* **Records shown**:
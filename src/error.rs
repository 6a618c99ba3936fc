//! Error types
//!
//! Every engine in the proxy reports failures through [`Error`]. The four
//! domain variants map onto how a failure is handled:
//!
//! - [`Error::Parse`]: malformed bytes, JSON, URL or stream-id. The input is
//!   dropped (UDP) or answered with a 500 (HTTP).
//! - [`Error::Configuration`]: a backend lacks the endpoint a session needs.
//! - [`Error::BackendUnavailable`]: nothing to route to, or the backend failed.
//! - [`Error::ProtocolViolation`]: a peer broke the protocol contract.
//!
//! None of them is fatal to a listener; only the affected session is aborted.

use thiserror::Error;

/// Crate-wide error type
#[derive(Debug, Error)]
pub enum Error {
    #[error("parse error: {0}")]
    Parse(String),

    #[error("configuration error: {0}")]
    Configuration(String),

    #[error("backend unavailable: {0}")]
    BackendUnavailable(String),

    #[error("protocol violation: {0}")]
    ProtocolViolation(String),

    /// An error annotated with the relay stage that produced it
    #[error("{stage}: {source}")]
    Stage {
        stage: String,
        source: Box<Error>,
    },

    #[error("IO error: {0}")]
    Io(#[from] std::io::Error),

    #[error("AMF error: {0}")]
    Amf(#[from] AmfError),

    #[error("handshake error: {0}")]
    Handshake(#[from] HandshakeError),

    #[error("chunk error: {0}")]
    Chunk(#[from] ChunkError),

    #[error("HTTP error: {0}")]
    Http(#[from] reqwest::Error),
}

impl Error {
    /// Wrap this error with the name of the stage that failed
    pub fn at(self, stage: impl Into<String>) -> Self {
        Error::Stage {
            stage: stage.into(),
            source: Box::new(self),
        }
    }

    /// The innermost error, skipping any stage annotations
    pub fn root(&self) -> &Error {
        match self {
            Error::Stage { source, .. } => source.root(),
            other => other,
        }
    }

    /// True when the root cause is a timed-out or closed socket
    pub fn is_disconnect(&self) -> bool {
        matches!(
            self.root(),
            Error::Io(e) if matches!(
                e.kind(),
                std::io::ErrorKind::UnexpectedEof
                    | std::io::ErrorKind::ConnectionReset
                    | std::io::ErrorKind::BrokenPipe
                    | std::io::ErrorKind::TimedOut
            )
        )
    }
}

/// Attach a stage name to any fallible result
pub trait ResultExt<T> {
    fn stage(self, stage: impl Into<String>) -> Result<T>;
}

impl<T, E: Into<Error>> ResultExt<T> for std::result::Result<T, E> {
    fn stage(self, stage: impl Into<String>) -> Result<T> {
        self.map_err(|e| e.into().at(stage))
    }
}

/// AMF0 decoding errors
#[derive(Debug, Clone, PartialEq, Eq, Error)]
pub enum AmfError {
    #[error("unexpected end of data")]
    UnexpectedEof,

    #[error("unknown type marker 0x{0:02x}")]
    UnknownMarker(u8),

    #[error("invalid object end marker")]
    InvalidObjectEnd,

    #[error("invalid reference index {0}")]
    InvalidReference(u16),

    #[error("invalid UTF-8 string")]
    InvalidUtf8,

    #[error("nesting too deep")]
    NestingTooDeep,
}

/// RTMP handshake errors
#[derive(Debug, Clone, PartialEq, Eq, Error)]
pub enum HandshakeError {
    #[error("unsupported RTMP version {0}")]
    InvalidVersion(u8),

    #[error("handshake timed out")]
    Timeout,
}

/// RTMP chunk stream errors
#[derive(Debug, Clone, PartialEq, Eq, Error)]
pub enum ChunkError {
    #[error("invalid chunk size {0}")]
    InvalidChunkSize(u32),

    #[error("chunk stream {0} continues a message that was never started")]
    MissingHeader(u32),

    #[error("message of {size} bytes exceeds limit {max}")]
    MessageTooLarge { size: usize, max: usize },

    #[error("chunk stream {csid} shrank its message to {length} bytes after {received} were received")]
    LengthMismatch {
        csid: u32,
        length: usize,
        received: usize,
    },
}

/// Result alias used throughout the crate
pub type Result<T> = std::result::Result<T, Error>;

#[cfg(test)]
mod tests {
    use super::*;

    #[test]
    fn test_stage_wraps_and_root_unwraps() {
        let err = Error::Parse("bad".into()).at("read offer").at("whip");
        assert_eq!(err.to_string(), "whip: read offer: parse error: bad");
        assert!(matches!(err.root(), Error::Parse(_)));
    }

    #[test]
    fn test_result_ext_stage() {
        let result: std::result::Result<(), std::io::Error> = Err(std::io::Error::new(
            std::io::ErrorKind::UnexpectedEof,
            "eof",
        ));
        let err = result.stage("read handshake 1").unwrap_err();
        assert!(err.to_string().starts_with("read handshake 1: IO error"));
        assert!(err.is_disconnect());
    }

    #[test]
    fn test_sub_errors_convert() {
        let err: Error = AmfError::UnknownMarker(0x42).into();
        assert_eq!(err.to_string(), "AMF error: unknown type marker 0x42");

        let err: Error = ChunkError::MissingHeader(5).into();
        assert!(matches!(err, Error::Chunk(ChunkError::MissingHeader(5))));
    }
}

* **Problem description**: Retype exactly the line with "read offer: parse" and each line after it until the records end, and include no other line.

* **Result for this task**:
        assert_eq!(err.to_string(), "whip: read offer: parse error: bad");
        assert!(matches!(err.root(), Error::Parse(_)));
    }

    #[test]
    fn test_result_ext_stage() {
        let result: std::result::Result<(), std::io::Error> = Err(std::io::Error::new(
            std::io::ErrorKind::UnexpectedEof,
            "eof",
        ));
        let err = result.stage("read handshake 1").unwrap_err();
        assert!(err.to_string().starts_with("read handshake 1: IO error"));
        assert!(err.is_disconnect());
    }

    #[test]
    fn test_sub_errors_convert() {
        let err: Error = AmfError::UnknownMarker(0x42).into();
        assert_eq!(err.to_string(), "AMF error: unknown type marker 0x42");

        let err: Error = ChunkError::MissingHeader(5).into();
        assert!(matches!(err, Error::Chunk(ChunkError::MissingHeader(5))));
    }
}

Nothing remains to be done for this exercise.